■ What to work on:
Reading the records beneath this task, work out how many lines contain the word "real" and reply with only that number.
Start of Record extracts
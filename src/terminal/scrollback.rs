//! Line Scrollback
//!
//! A minimal terminal emulator: a bounded list of rendered rows with a
//! cursor on the last one. It understands the handful of sequences shells
//! and line editors use to redraw the current line, which is enough for
//! reading command output back as plain text.
//!
//! Rows wrap at the terminal width the way xterm does, with a pending wrap
//! after the last column. Rows produced by a wrap are joined back onto the
//! row they continue, so readers see logical lines.

use std::collections::VecDeque;
use std::ops::Range;
use std::sync::{Mutex, MutexGuard};
use vte::{Params, Parser, Perform};

use super::{ScrollbackSnapshot, TerminalEmulator};

const TAB_WIDTH: usize = 8;

/// Width used until the real one is known
pub const DEFAULT_COLUMNS: u16 = 80;

/// Characters that occupy no column in a real terminal
fn is_zero_width(c: char) -> bool {
    matches!(c, '\u{200B}'..='\u{200D}' | '\u{2060}' | '\u{FEFF}')
}

/// One rendered row
#[derive(Debug, Clone, Default)]
struct Line {
    /// Zero-width text printed at column 0
    prefix: String,
    /// One entry per column; zero-width text rides along with its cell
    cells: Vec<String>,
    /// Continues the previous row after an autowrap
    wrapped: bool,
}

impl Line {
    fn continuation() -> Self {
        Self {
            wrapped: true,
            ..Self::default()
        }
    }

    fn push_text(&self, text: &mut String) {
        text.push_str(&self.prefix);
        for cell in &self.cells {
            text.push_str(cell);
        }
    }

    fn pad_to(&mut self, col: usize) {
        while self.cells.len() < col {
            self.cells.push(" ".to_string());
        }
    }
}

/// Join a row and its continuations into one line of text
fn render<'a>(rows: impl IntoIterator<Item = &'a Line>) -> String {
    let mut text = String::new();
    for row in rows {
        row.push_text(&mut text);
    }
    text.trim_end().to_string()
}

/// Screen state driven by `vte`
#[derive(Debug)]
struct Screen {
    lines: VecDeque<Line>,
    col: usize,
    /// The last column was written; the next printable wraps first
    wrap_pending: bool,
    width: usize,
    limit: usize,
}

impl Screen {
    fn new(limit: usize, width: usize) -> Self {
        let mut lines = VecDeque::new();
        lines.push_back(Line::default());
        Self {
            lines,
            col: 0,
            wrap_pending: false,
            width: width.max(1),
            limit: limit.max(1),
        }
    }

    fn current(&mut self) -> &mut Line {
        if self.lines.is_empty() {
            self.lines.push_back(Line::default());
        }
        let last = self.lines.len() - 1;
        &mut self.lines[last]
    }

    fn push_row(&mut self, row: Line) {
        self.lines.push_back(row);
        self.col = 0;
        self.wrap_pending = false;
        while self.lines.len() > self.limit {
            self.lines.pop_front();
        }
    }

    fn newline(&mut self) {
        self.push_row(Line::default());
    }

    fn clear_all(&mut self) {
        self.lines.clear();
        self.lines.push_back(Line::default());
        self.col = 0;
        self.wrap_pending = false;
    }

    fn set_width(&mut self, width: usize) {
        self.width = width.max(1);
        self.col = self.col.min(self.width - 1);
        self.wrap_pending = false;
    }

    /// Move the cursor within the row, cancelling a pending wrap
    fn move_to(&mut self, col: usize) {
        self.col = col.min(self.width - 1);
        self.wrap_pending = false;
    }

    fn erase_in_line(&mut self, mode: u16) {
        let col = self.col;
        let line = self.current();
        match mode {
            0 => line.cells.truncate(col),
            1 => {
                line.prefix.clear();
                for cell in line.cells.iter_mut().take(col + 1) {
                    *cell = " ".to_string();
                }
            }
            _ => {
                line.prefix.clear();
                line.cells.clear();
            }
        }
    }

    /// Row ranges making up each logical line, oldest first
    fn logical_lines(&self) -> Vec<Range<usize>> {
        let mut ranges: Vec<Range<usize>> = Vec::new();
        for (index, row) in self.lines.iter().enumerate() {
            match ranges.last_mut() {
                Some(range) if row.wrapped => range.end = index + 1,
                _ => ranges.push(index..index + 1),
            }
        }
        ranges
    }
}

/// First parameter of a CSI sequence, with a default for missing or zero
fn param(params: &Params, index: usize, default: u16) -> u16 {
    params
        .iter()
        .nth(index)
        .and_then(|p| p.first().copied())
        .filter(|&v| v != 0)
        .unwrap_or(default)
}

impl Perform for Screen {
    fn print(&mut self, c: char) {
        if is_zero_width(c) {
            // Attach to the cell under a pending wrap, else the one before
            let anchor = if self.wrap_pending {
                Some(self.col)
            } else {
                self.col.checked_sub(1)
            };
            let line = self.current();
            match anchor.and_then(|i| line.cells.get_mut(i)) {
                Some(cell) => cell.push(c),
                None => line.prefix.push(c),
            }
            return;
        }

        if self.wrap_pending {
            self.push_row(Line::continuation());
        }

        let col = self.col;
        let line = self.current();
        line.pad_to(col);
        if col < line.cells.len() {
            line.cells[col] = c.to_string();
        } else {
            line.cells.push(c.to_string());
        }

        if col + 1 >= self.width {
            self.wrap_pending = true;
        } else {
            self.col += 1;
        }
    }

    fn execute(&mut self, byte: u8) {
        match byte {
            b'\n' | 0x0b | 0x0c => self.newline(),
            b'\r' => self.move_to(0),
            0x08 => self.move_to(self.col.saturating_sub(1)),
            b'\t' => self.move_to((self.col / TAB_WIDTH + 1) * TAB_WIDTH),
            _ => {}
        }
    }

    fn csi_dispatch(
        &mut self,
        params: &Params,
        intermediates: &[u8],
        _ignore: bool,
        action: char,
    ) {
        // Private modes (`?2004h` and friends) never move text
        if !intermediates.is_empty() {
            return;
        }

        match action {
            'K' => self.erase_in_line(param(params, 0, 0)),
            'J' => match param(params, 0, 0) {
                0 => self.erase_in_line(0),
                _ => self.clear_all(),
            },
            'C' => self.move_to(self.col + param(params, 0, 1) as usize),
            'D' => self.move_to(self.col.saturating_sub(param(params, 0, 1) as usize)),
            'G' => self.move_to(param(params, 0, 1) as usize - 1),
            'H' | 'f' => self.move_to(param(params, 1, 1) as usize - 1),
            'P' => {
                let col = self.col;
                let count = param(params, 0, 1) as usize;
                let line = self.current();
                if col < line.cells.len() {
                    let end = (col + count).min(line.cells.len());
                    line.cells.drain(col..end);
                }
            }
            '@' => {
                let col = self.col;
                let width = self.width;
                let count = param(params, 0, 1) as usize;
                let line = self.current();
                if col < line.cells.len() {
                    for _ in 0..count {
                        line.cells.insert(col, " ".to_string());
                    }
                    line.cells.truncate(width);
                }
            }
            _ => {}
        }
    }

    fn esc_dispatch(&mut self, intermediates: &[u8], _ignore: bool, byte: u8) {
        // RIS
        if intermediates.is_empty() && byte == b'c' {
            self.clear_all();
        }
    }
}

struct Inner {
    parser: Parser,
    screen: Screen,
    generation: u64,
}

/// Bounded line scrollback rendered with `vte`
pub struct ScrollbackBuffer {
    inner: Mutex<Inner>,
}

impl ScrollbackBuffer {
    /// Create a scrollback keeping at most `limit` rows, [`DEFAULT_COLUMNS`] wide
    pub fn new(limit: usize) -> Self {
        Self::with_columns(limit, DEFAULT_COLUMNS)
    }

    /// Create a scrollback wrapping at `columns`
    pub fn with_columns(limit: usize, columns: u16) -> Self {
        Self {
            inner: Mutex::new(Inner {
                parser: Parser::new(),
                screen: Screen::new(limit, columns as usize),
                generation: 0,
            }),
        }
    }

    fn lock(&self) -> MutexGuard<'_, Inner> {
        // A panic mid-feed leaves the screen usable
        self.inner.lock().unwrap_or_else(|e| e.into_inner())
    }

    /// Current wrap width
    pub fn columns(&self) -> usize {
        self.lock().screen.width
    }

    /// Full scrollback as text, mainly for diagnostics
    pub fn contents(&self) -> String {
        let inner = self.lock();
        let screen = &inner.screen;
        screen
            .logical_lines()
            .into_iter()
            .map(|rows| render(screen.lines.range(rows)))
            .collect::<Vec<_>>()
            .join("\n")
    }
}

impl Default for ScrollbackBuffer {
    fn default() -> Self {
        Self::new(10_000)
    }
}

impl TerminalEmulator for ScrollbackBuffer {
    fn feed(&self, data: &[u8]) {
        if data.is_empty() {
            return;
        }
        let mut guard = self.lock();
        let Inner {
            parser,
            screen,
            generation,
        } = &mut *guard;
        parser.advance(screen, data);
        *generation += 1;
    }

    fn snapshot(&self) -> ScrollbackSnapshot {
        ScrollbackSnapshot::new(self.lock().generation)
    }

    fn line_count(&self) -> usize {
        self.lock().screen.logical_lines().len()
    }

    fn lines(&self, range: Range<usize>) -> Vec<String> {
        let inner = self.lock();
        let screen = &inner.screen;
        let logical = screen.logical_lines();
        let end = range.end.min(logical.len());
        let start = range.start.min(end);
        logical[start..end]
            .iter()
            .map(|rows| render(screen.lines.range(rows.clone())))
            .collect()
    }

    fn clear(&self) {
        let mut inner = self.lock();
        inner.screen.clear_all();
        inner.generation += 1;
    }

    fn resize(&self, cols: u16, _rows: u16) {
        let mut inner = self.lock();
        inner.screen.set_width(cols as usize);
        inner.generation += 1;
    }
}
End of Record extracts
■ Answer below:
2